Copy nothing from the entries below except the lines from the one containing "pub struct OrderDetail" through the one containing "pub async fn prepare_database(config: &DatabaseConfig)", and copy those exactly.
Exercise inputs START
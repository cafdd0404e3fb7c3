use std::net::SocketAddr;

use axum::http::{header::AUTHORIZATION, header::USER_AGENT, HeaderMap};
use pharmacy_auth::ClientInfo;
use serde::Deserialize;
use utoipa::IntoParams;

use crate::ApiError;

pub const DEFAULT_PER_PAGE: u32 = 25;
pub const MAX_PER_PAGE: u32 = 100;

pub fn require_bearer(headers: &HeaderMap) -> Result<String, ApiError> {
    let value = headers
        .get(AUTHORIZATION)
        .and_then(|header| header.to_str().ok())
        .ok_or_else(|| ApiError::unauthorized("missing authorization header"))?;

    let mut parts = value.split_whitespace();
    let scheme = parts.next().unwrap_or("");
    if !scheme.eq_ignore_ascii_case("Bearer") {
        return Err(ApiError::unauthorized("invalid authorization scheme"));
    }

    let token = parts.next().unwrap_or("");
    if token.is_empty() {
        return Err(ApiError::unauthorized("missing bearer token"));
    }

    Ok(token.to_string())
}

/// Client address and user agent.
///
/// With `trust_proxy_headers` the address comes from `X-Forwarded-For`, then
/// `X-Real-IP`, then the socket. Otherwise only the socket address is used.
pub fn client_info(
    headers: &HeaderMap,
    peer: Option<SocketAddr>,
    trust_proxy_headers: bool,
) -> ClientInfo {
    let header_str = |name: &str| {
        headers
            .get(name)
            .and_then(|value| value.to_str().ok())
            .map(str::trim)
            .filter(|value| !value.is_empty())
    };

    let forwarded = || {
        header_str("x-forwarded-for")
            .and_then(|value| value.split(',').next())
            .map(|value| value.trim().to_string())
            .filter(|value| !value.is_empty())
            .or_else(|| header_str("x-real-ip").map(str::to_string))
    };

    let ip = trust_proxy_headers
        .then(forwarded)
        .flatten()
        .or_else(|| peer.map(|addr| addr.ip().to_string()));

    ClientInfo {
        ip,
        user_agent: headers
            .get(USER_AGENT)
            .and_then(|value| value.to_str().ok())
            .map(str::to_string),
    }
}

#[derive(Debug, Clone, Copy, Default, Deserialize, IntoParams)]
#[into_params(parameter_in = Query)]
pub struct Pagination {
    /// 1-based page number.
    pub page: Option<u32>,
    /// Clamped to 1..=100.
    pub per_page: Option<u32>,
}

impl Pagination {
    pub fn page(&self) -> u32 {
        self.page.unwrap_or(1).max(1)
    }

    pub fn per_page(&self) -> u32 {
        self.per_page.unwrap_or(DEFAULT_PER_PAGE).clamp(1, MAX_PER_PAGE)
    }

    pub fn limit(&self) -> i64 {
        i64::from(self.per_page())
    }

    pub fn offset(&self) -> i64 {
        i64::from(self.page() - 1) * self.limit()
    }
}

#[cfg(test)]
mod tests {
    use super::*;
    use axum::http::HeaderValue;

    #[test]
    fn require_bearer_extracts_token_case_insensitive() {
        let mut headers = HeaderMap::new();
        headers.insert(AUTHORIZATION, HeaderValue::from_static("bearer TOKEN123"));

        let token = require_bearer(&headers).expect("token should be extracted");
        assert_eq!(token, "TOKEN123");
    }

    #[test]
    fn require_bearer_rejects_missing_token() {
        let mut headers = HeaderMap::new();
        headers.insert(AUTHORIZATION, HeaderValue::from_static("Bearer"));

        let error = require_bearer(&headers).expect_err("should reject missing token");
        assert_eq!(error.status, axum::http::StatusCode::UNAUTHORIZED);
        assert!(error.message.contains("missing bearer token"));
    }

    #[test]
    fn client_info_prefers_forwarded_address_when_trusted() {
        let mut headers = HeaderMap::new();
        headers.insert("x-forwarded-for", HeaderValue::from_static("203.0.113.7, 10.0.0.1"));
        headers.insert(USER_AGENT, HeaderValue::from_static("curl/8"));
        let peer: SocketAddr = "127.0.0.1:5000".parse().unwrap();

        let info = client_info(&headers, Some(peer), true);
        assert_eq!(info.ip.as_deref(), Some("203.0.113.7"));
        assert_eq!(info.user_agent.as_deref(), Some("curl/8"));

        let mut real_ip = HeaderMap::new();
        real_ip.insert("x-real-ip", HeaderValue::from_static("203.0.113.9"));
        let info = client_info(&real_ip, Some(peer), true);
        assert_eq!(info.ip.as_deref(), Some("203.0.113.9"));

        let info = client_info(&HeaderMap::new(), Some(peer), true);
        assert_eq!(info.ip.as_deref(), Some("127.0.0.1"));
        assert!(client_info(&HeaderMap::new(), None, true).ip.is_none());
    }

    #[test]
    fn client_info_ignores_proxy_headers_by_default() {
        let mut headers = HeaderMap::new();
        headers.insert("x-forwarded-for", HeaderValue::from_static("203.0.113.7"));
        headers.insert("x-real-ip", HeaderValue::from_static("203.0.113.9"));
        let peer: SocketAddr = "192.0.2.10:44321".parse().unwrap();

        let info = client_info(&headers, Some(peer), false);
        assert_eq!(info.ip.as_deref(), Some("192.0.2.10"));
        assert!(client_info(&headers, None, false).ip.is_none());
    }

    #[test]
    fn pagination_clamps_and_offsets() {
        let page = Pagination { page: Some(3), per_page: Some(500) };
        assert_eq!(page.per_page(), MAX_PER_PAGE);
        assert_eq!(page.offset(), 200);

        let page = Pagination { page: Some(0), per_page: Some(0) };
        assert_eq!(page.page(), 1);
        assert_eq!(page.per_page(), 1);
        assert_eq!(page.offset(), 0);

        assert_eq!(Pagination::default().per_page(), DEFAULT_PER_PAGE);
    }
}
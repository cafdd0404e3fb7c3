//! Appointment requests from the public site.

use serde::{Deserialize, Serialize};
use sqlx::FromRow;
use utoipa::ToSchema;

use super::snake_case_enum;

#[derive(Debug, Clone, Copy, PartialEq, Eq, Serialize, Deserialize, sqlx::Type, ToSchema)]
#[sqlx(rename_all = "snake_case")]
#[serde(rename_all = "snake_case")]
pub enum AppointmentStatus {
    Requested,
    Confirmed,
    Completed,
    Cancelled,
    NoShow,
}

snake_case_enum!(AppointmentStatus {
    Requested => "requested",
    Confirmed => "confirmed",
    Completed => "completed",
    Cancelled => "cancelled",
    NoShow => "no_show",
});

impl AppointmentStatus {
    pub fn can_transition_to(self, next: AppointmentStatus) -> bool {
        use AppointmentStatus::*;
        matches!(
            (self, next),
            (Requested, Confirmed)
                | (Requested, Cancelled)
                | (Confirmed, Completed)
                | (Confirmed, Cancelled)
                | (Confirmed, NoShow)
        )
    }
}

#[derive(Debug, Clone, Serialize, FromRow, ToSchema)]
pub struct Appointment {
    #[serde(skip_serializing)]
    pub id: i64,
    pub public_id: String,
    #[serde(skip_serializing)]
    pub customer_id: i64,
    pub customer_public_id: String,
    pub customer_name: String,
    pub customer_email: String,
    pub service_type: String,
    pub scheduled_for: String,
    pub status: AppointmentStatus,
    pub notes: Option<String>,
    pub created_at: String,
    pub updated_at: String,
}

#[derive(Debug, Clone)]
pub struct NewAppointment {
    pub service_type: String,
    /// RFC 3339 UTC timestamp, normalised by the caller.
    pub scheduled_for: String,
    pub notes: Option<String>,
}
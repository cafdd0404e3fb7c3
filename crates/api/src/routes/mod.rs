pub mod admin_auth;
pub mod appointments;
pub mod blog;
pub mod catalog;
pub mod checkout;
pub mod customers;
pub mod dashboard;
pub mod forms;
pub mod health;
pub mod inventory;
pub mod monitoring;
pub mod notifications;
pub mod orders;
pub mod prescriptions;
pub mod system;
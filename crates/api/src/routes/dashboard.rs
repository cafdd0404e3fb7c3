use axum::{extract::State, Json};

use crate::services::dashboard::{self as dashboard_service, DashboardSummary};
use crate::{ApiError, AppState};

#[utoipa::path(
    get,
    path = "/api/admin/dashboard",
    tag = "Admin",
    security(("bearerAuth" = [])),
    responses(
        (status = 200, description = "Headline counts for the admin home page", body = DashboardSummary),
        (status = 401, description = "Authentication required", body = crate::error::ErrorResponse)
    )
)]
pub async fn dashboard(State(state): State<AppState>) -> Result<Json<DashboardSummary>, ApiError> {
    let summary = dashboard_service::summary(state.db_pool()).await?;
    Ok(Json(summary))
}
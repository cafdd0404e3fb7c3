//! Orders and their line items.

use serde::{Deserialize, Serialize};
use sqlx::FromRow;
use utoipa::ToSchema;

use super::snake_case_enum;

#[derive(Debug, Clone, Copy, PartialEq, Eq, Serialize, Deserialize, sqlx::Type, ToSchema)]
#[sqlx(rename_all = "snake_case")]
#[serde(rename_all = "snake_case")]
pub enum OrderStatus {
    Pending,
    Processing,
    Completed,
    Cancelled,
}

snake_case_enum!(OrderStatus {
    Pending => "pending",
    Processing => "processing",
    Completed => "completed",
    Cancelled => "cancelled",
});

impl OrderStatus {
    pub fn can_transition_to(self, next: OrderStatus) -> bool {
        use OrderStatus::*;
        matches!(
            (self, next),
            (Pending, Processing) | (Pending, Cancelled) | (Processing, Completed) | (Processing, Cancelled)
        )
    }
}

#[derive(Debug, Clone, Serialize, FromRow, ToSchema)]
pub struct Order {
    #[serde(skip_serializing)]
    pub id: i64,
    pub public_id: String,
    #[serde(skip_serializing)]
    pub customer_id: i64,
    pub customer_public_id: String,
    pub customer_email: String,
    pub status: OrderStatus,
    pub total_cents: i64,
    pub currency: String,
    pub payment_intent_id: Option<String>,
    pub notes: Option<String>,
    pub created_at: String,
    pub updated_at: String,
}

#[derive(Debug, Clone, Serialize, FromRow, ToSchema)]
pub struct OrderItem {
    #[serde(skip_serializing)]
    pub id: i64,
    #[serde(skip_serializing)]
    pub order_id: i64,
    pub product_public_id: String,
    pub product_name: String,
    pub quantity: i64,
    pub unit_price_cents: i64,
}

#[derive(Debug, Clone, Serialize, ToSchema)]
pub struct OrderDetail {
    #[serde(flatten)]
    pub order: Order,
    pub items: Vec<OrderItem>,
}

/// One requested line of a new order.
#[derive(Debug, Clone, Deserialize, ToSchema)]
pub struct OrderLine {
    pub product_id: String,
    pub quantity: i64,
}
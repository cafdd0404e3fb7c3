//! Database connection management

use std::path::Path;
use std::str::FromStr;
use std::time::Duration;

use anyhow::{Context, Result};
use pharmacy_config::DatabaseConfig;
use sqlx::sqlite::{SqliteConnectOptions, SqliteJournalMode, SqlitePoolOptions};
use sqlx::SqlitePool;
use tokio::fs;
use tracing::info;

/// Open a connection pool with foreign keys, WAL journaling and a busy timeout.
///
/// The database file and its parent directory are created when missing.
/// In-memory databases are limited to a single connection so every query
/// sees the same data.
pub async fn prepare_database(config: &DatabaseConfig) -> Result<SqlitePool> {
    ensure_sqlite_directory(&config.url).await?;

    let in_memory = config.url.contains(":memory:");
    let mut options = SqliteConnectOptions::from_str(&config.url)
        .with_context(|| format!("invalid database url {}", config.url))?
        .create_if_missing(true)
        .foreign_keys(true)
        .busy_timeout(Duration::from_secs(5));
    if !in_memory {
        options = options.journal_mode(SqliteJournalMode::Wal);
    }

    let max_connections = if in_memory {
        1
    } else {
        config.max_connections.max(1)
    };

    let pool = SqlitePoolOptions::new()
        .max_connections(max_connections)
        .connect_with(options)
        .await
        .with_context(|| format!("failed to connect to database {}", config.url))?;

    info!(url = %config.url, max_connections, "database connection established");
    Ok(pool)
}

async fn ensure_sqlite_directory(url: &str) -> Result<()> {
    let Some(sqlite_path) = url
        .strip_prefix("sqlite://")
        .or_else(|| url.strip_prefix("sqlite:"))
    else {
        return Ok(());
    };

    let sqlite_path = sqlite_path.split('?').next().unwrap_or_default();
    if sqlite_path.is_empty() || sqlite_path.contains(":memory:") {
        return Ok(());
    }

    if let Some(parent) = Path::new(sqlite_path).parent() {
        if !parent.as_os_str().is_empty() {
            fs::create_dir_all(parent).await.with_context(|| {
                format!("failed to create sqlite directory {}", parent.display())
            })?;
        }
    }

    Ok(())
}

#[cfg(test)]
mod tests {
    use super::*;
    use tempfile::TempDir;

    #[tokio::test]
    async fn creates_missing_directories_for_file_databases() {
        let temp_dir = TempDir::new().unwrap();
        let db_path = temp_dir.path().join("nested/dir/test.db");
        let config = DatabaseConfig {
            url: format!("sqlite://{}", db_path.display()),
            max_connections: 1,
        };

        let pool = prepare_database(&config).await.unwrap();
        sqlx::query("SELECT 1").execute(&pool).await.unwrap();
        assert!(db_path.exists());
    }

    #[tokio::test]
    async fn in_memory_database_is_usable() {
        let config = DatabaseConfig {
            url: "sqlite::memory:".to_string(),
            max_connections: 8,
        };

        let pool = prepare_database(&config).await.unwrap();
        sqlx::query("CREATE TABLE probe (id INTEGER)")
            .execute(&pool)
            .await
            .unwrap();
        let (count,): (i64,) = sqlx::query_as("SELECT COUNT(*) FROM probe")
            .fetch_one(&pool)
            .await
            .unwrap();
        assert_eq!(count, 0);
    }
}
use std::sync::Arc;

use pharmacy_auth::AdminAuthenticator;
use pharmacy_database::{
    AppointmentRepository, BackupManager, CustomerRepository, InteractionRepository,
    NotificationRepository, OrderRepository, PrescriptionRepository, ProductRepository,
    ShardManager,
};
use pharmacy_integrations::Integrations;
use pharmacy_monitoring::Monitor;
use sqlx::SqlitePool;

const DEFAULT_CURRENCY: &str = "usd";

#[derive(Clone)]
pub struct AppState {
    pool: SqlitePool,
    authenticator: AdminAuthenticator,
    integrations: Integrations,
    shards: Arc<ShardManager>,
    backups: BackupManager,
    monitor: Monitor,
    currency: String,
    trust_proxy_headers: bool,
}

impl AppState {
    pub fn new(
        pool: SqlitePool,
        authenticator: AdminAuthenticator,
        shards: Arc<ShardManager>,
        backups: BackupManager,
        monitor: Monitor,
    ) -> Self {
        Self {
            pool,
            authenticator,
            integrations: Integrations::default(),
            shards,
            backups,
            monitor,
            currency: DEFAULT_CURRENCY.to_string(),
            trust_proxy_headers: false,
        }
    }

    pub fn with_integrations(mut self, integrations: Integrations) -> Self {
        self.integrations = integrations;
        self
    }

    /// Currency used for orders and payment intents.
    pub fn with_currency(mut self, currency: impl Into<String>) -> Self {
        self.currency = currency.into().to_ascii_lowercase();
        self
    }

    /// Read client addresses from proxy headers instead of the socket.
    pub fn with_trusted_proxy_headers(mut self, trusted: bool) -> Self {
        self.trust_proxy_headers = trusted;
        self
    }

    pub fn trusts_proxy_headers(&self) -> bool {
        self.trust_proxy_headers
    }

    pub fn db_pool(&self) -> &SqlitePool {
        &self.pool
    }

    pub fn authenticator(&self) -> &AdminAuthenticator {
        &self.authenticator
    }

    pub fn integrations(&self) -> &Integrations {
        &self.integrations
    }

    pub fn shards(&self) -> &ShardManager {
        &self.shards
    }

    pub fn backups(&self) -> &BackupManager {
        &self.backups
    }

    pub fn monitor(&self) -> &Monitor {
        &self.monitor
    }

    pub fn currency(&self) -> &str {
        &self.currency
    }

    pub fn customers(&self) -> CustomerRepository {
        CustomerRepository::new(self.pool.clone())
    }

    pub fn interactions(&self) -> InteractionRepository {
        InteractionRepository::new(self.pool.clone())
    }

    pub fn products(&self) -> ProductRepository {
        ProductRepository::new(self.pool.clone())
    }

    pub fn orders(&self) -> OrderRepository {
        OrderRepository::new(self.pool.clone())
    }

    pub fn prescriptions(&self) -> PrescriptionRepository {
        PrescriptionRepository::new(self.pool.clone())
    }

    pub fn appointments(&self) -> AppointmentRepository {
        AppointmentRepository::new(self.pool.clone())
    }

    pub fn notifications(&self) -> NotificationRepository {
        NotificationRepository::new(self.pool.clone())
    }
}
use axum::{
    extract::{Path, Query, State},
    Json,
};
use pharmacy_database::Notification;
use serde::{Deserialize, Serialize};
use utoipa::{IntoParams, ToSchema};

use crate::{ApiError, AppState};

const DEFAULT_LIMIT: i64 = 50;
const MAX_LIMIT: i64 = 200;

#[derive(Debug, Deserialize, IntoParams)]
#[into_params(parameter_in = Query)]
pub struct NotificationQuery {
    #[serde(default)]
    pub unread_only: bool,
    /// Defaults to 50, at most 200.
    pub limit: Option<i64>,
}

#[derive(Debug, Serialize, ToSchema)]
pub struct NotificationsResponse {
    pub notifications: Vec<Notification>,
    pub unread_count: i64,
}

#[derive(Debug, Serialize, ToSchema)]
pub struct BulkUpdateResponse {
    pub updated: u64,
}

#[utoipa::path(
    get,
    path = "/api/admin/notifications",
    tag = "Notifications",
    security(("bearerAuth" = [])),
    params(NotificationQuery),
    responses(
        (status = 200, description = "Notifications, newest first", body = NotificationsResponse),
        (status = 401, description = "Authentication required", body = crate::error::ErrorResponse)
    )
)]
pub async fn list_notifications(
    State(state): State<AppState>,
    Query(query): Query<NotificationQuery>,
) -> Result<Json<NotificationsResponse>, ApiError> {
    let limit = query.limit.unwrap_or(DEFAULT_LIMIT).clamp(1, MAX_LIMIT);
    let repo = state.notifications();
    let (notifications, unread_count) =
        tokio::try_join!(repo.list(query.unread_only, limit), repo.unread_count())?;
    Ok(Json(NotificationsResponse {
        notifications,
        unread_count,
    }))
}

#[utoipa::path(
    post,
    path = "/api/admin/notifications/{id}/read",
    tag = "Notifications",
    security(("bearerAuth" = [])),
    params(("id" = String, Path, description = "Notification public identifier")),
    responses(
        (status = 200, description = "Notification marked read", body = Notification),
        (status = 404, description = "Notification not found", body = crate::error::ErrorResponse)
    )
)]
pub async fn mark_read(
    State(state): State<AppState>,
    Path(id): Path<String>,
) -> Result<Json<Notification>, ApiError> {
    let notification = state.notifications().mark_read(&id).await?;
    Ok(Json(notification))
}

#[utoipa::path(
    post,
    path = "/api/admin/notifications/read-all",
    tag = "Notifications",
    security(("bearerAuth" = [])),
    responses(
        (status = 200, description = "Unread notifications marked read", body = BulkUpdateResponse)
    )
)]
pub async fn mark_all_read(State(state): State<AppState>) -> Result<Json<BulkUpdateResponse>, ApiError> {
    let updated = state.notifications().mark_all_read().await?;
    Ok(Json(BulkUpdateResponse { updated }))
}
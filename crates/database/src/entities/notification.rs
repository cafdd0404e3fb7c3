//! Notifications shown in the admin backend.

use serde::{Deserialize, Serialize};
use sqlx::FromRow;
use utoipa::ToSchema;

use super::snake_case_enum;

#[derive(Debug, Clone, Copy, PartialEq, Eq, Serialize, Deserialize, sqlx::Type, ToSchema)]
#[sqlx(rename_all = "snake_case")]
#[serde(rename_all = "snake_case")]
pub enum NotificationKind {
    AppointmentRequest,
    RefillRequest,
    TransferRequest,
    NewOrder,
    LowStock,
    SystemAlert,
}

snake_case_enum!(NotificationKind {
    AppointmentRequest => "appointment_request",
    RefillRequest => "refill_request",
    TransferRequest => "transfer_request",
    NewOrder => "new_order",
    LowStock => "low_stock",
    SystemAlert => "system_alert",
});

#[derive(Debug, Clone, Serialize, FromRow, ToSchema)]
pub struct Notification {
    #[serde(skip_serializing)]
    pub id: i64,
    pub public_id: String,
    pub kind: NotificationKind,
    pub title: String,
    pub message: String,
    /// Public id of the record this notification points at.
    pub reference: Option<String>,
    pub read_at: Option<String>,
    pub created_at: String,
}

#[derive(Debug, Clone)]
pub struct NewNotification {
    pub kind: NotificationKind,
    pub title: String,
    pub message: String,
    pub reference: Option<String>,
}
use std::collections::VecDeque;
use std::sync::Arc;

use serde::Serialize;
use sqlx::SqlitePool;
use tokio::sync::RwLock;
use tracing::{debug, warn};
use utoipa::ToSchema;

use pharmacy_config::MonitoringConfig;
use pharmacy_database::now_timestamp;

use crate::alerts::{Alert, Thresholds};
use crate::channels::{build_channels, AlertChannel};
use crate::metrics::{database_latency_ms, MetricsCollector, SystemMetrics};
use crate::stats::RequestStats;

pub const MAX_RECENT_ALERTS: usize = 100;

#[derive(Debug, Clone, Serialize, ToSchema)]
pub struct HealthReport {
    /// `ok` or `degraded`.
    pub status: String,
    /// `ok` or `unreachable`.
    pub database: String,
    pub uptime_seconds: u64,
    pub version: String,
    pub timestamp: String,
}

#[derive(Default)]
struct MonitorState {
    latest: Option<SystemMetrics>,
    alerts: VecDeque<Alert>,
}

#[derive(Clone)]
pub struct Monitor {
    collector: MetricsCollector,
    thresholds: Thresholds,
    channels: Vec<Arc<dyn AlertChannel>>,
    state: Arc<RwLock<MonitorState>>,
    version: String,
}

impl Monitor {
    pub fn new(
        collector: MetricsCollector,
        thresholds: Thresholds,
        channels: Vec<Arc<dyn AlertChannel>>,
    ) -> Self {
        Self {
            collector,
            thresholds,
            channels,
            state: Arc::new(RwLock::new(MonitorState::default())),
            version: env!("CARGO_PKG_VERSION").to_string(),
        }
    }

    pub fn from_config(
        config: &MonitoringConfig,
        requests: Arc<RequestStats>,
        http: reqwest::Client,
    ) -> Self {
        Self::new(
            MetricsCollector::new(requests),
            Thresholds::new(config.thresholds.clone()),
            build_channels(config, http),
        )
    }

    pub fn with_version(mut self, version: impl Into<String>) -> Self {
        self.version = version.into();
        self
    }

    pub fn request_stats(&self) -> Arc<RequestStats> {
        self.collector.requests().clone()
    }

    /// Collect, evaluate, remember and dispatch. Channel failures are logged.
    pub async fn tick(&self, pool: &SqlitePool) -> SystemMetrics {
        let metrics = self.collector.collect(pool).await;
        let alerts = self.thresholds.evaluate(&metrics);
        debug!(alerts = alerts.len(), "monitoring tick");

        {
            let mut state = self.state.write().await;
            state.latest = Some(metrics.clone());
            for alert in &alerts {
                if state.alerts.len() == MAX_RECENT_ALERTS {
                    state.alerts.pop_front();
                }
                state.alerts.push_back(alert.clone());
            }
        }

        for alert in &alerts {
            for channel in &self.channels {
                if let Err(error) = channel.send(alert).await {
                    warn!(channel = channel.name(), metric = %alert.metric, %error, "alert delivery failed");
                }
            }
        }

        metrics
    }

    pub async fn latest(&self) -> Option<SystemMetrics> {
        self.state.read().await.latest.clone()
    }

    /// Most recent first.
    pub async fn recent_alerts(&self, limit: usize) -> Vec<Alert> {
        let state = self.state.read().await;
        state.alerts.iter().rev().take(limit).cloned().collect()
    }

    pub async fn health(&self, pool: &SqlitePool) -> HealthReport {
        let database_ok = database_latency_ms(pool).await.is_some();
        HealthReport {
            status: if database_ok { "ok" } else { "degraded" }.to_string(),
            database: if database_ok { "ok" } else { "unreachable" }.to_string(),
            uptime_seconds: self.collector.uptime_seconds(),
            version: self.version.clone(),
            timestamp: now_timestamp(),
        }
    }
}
Exercise inputs END
> [Response to the exercise]:
pub struct OrderDetail {
    #[serde(flatten)]
    pub order: Order,
    pub items: Vec<OrderItem>,
}

/// One requested line of a new order.
#[derive(Debug, Clone, Deserialize, ToSchema)]
pub struct OrderLine {
    pub product_id: String,
    pub quantity: i64,
}
repository cafdd0404e3fb7c3
//! Database connection management

use std::path::Path;
use std::str::FromStr;
use std::time::Duration;

use anyhow::{Context, Result};
use pharmacy_config::DatabaseConfig;
use sqlx::sqlite::{SqliteConnectOptions, SqliteJournalMode, SqlitePoolOptions};
use sqlx::SqlitePool;
use tokio::fs;
use tracing::info;

/// Open a connection pool with foreign keys, WAL journaling and a busy timeout.
///
/// The database file and its parent directory are created when missing.
/// In-memory databases are limited to a single connection so every query
/// sees the same data.
pub async fn prepare_database(config: &DatabaseConfig) -> Result<SqlitePool> {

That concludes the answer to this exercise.